- The value of permitted construction projects in Denver reached $3.27 billion by Oct. 7 and is on track to break 2016's single-year record of $3.65 billion, according to The Denver Post. Up to Oct. 7 last year, the value of permits had reached only $2.62 billion.
- The number of year-to-date permits through the period also increased, with 59,029 issued through Oct. 7 this year versus 50,348 through the same period in 2016. To handle the surge in volume, Denver Community Planning and Development (CPD) hired 29 additional full-time staff this year and said it had cut customer wait time in half.
- The CPD came came under fire from the Denver auditor's office in August for what it characterized as "imbalances in staff training and long wait times." The CPD said its appointment system and e-permitting option has helped streamline operations, in addition to its expanded staff, with most permitting process times now meeting the agency's goals.
In June 2016, the Denver City Council gave the CPD $1.4 million to boost its staff, as well as to hire outside service providers, to help cut through a backlog of building permits and related inspections driven by the area's construction boom.
Construction companies are thriving in Denver, according to Bisnow, in large part because of a continuous stream of young professionals and major businesses migrating to one of the most livable U.S. metro areas. Still, lenders are becoming increasingly cautious with their money as many wonder when the bubble could burst.
Banks are pushing for increased borrower equity as part of their conditions for granting construction loans. Luxury multifamily projects, especially, face tougher competition for loans due to concerns about high vacancy rates and net absorption.

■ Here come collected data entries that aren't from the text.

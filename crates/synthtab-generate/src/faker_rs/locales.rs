use std::fmt;

use schemars::JsonSchema;
use serde::{Deserialize, Serialize};

#[derive(Clone, Copy, Debug, Default, PartialEq, Eq, Serialize, Deserialize, JsonSchema)]
pub enum LocaleKey {
    #[default]
    #[serde(rename = "en_US")]
    EnUs,
    #[serde(rename = "pt_BR")]
    PtBr,
}

impl LocaleKey {
    pub fn parse(value: &str) -> Option<Self> {
        match value {
            "en_US" => Some(Self::EnUs),
            "pt_BR" => Some(Self::PtBr),
            _ => None,
        }
    }

    pub fn as_str(self) -> &'static str {
        match self {
            Self::EnUs => "en_US",
            Self::PtBr => "pt_BR",
        }
    }
}

impl fmt::Display for LocaleKey {
    fn fmt(&self, f: &mut fmt::Formatter<'_>) -> fmt::Result {
        f.write_str(self.as_str())
    }
}
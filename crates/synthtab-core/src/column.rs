use std::fmt;
use std::str::FromStr;

use schemars::JsonSchema;
use serde::{Deserialize, Serialize};

use crate::error::Error;

/// Semantic category of a generated column.
#[derive(Debug, Clone, Copy, PartialEq, Eq, Hash, PartialOrd, Ord, Serialize, Deserialize, JsonSchema)]
#[serde(rename_all = "lowercase")]
pub enum ColumnType {
    Name,
    Age,
    Dob,
    Email,
    Address,
    Correlated,
    Gamma,
    Uniform,
    Normal,
    Categorical,
}

impl ColumnType {
    /// Every column type, in display order.
    pub const ALL: [ColumnType; 10] = [
        ColumnType::Name,
        ColumnType::Age,
        ColumnType::Dob,
        ColumnType::Email,
        ColumnType::Address,
        ColumnType::Correlated,
        ColumnType::Gamma,
        ColumnType::Uniform,
        ColumnType::Normal,
        ColumnType::Categorical,
    ];

    pub fn as_str(self) -> &'static str {
        match self {
            ColumnType::Name => "name",
            ColumnType::Age => "age",
            ColumnType::Dob => "dob",
            ColumnType::Email => "email",
            ColumnType::Address => "address",
            ColumnType::Correlated => "correlated",
            ColumnType::Gamma => "gamma",
            ColumnType::Uniform => "uniform",
            ColumnType::Normal => "normal",
            ColumnType::Categorical => "categorical",
        }
    }

    /// The column type whose values this type can be derived from, if any.
    ///
    /// `Correlated` derives from any numeric column, see [`ColumnType::is_numeric`].
    pub fn correlation_source(self) -> Option<ColumnType> {
        match self {
            ColumnType::Age => Some(ColumnType::Dob),
            ColumnType::Dob => Some(ColumnType::Age),
            ColumnType::Name => Some(ColumnType::Email),
            ColumnType::Email => Some(ColumnType::Name),
            _ => None,
        }
    }

    pub fn supports_correlation(self) -> bool {
        self == ColumnType::Correlated || self.correlation_source().is_some()
    }

    /// Column types holding numeric values before rounding.
    pub fn is_numeric(self) -> bool {
        matches!(
            self,
            ColumnType::Age
                | ColumnType::Correlated
                | ColumnType::Gamma
                | ColumnType::Uniform
                | ColumnType::Normal
        )
    }
}

impl fmt::Display for ColumnType {
    fn fmt(&self, f: &mut fmt::Formatter<'_>) -> fmt::Result {
        f.write_str(self.as_str())
    }
}

impl FromStr for ColumnType {
    type Err = Error;

    fn from_str(value: &str) -> Result<Self, Self::Err> {
        ColumnType::ALL
            .into_iter()
            .find(|column_type| column_type.as_str() == value)
            .ok_or_else(|| Error::UnknownColumnType(value.to_string()))
    }
}

/// A single cell of a generated column.
#[derive(Debug, Clone, PartialEq, Serialize, Deserialize, JsonSchema)]
#[serde(untagged)]
pub enum ColumnValue {
    Number(f64),
    Text(String),
}

impl ColumnValue {
    pub fn as_f64(&self) -> Option<f64> {
        match self {
            ColumnValue::Number(value) => Some(*value),
            ColumnValue::Text(_) => None,
        }
    }

    pub fn as_str(&self) -> Option<&str> {
        match self {
            ColumnValue::Text(value) => Some(value.as_str()),
            ColumnValue::Number(_) => None,
        }
    }
}

impl fmt::Display for ColumnValue {
    fn fmt(&self, f: &mut fmt::Formatter<'_>) -> fmt::Result {
        match self {
            ColumnValue::Number(value) => write!(f, "{value}"),
            ColumnValue::Text(value) => f.write_str(value),
        }
    }
}

impl From<f64> for ColumnValue {
    fn from(value: f64) -> Self {
        ColumnValue::Number(value)
    }
}

impl From<String> for ColumnValue {
    fn from(value: String) -> Self {
        ColumnValue::Text(value)
    }
}

impl From<&str> for ColumnValue {
    fn from(value: &str) -> Self {
        ColumnValue::Text(value.to_string())
    }
}

/// A column whose values were produced by the generation engine.
#[derive(Debug, Clone, PartialEq, Serialize, Deserialize, JsonSchema)]
pub struct GeneratedColumn {
    pub name: String,
    #[serde(rename = "columnType")]
    pub column_type: ColumnType,
    pub values: Vec<ColumnValue>,
}

/// A column parsed from an uploaded table whose type is not known.
#[derive(Debug, Clone, PartialEq, Serialize, Deserialize, JsonSchema)]
pub struct UnknownColumn {
    pub name: String,
    pub values: Vec<String>,
}

/// Entry of a session's column list.
#[derive(Debug, Clone, PartialEq, Serialize, Deserialize, JsonSchema)]
#[serde(tag = "type")]
pub enum Column {
    /// Placeholder column that has not been generated yet.
    Empty { name: String },
    Generated(GeneratedColumn),
    Unknown(UnknownColumn),
}

impl Column {
    pub fn empty(name: impl Into<String>) -> Self {
        Column::Empty { name: name.into() }
    }

    pub fn name(&self) -> &str {
        match self {
            Column::Empty { name } => name,
            Column::Generated(column) => &column.name,
            Column::Unknown(column) => &column.name,
        }
    }

    /// Rename the column without touching its values.
    pub fn set_name(&mut self, value: impl Into<String>) {
        let value = value.into();
        match self {
            Column::Empty { name } => *name = value,
            Column::Generated(column) => column.name = value,
            Column::Unknown(column) => column.name = value,
        }
    }

    /// Number of values, or `None` for columns without values.
    pub fn len(&self) -> Option<usize> {
        match self {
            Column::Empty { .. } => None,
            Column::Generated(column) => Some(column.values.len()),
            Column::Unknown(column) => Some(column.values.len()),
        }
    }

    pub fn has_values(&self) -> bool {
        self.len().is_some()
    }

    pub fn cell(&self, index: usize) -> Option<ColumnValue> {
        match self {
            Column::Empty { .. } => None,
            Column::Generated(column) => column.values.get(index).cloned(),
            Column::Unknown(column) => column
                .values
                .get(index)
                .map(|value| ColumnValue::Text(value.clone())),
        }
    }

    pub fn as_generated(&self) -> Option<&GeneratedColumn> {
        match self {
            Column::Generated(column) => Some(column),
            _ => None,
        }
    }

    pub fn header(&self) -> Header {
        match self {
            Column::Empty { name } => Header::Empty { name: name.clone() },
            Column::Generated(column) => Header::Generated {
                name: column.name.clone(),
                column_type: column.column_type,
            },
            Column::Unknown(column) => Header::Unknown {
                name: column.name.clone(),
            },
        }
    }
}

impl From<GeneratedColumn> for Column {
    fn from(column: GeneratedColumn) -> Self {
        Column::Generated(column)
    }
}

impl From<UnknownColumn> for Column {
    fn from(column: UnknownColumn) -> Self {
        Column::Unknown(column)
    }
}

/// Header cell for a column list, carrying the column type when known.
#[derive(Debug, Clone, PartialEq, Eq, Serialize, Deserialize, JsonSchema)]
#[serde(tag = "type")]
pub enum Header {
    Empty {
        name: String,
    },
    Generated {
        name: String,
        #[serde(rename = "columnType")]
        column_type: ColumnType,
    },
    Unknown {
        name: String,
    },
}

impl Header {
    pub fn name(&self) -> &str {
        match self {
            Header::Empty { name } | Header::Generated { name, .. } | Header::Unknown { name } => {
                name
            }
        }
    }
}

Despite the small decrease in the availability of traditional financing, that trend has allowed life insurance companies, private debt funds and other nontraditional lenders to permeate the market and take up the slack.
David Eyzenberg, president of Eyzenberg & Company, told Construction Dive in April that these "shadow banks" can take on greater risk because they don't have to comply with strict federal banking regulations. Those regulations have classified construction projects as high volatility commercial real estate demanding, in turn, that the lender put up 50% in extra cash reserves for such loans.
Borrowers can pay at least a point higher to nontraditional lenders for construction loans, but many borrowers grab at the chance to get their deals done more quickly.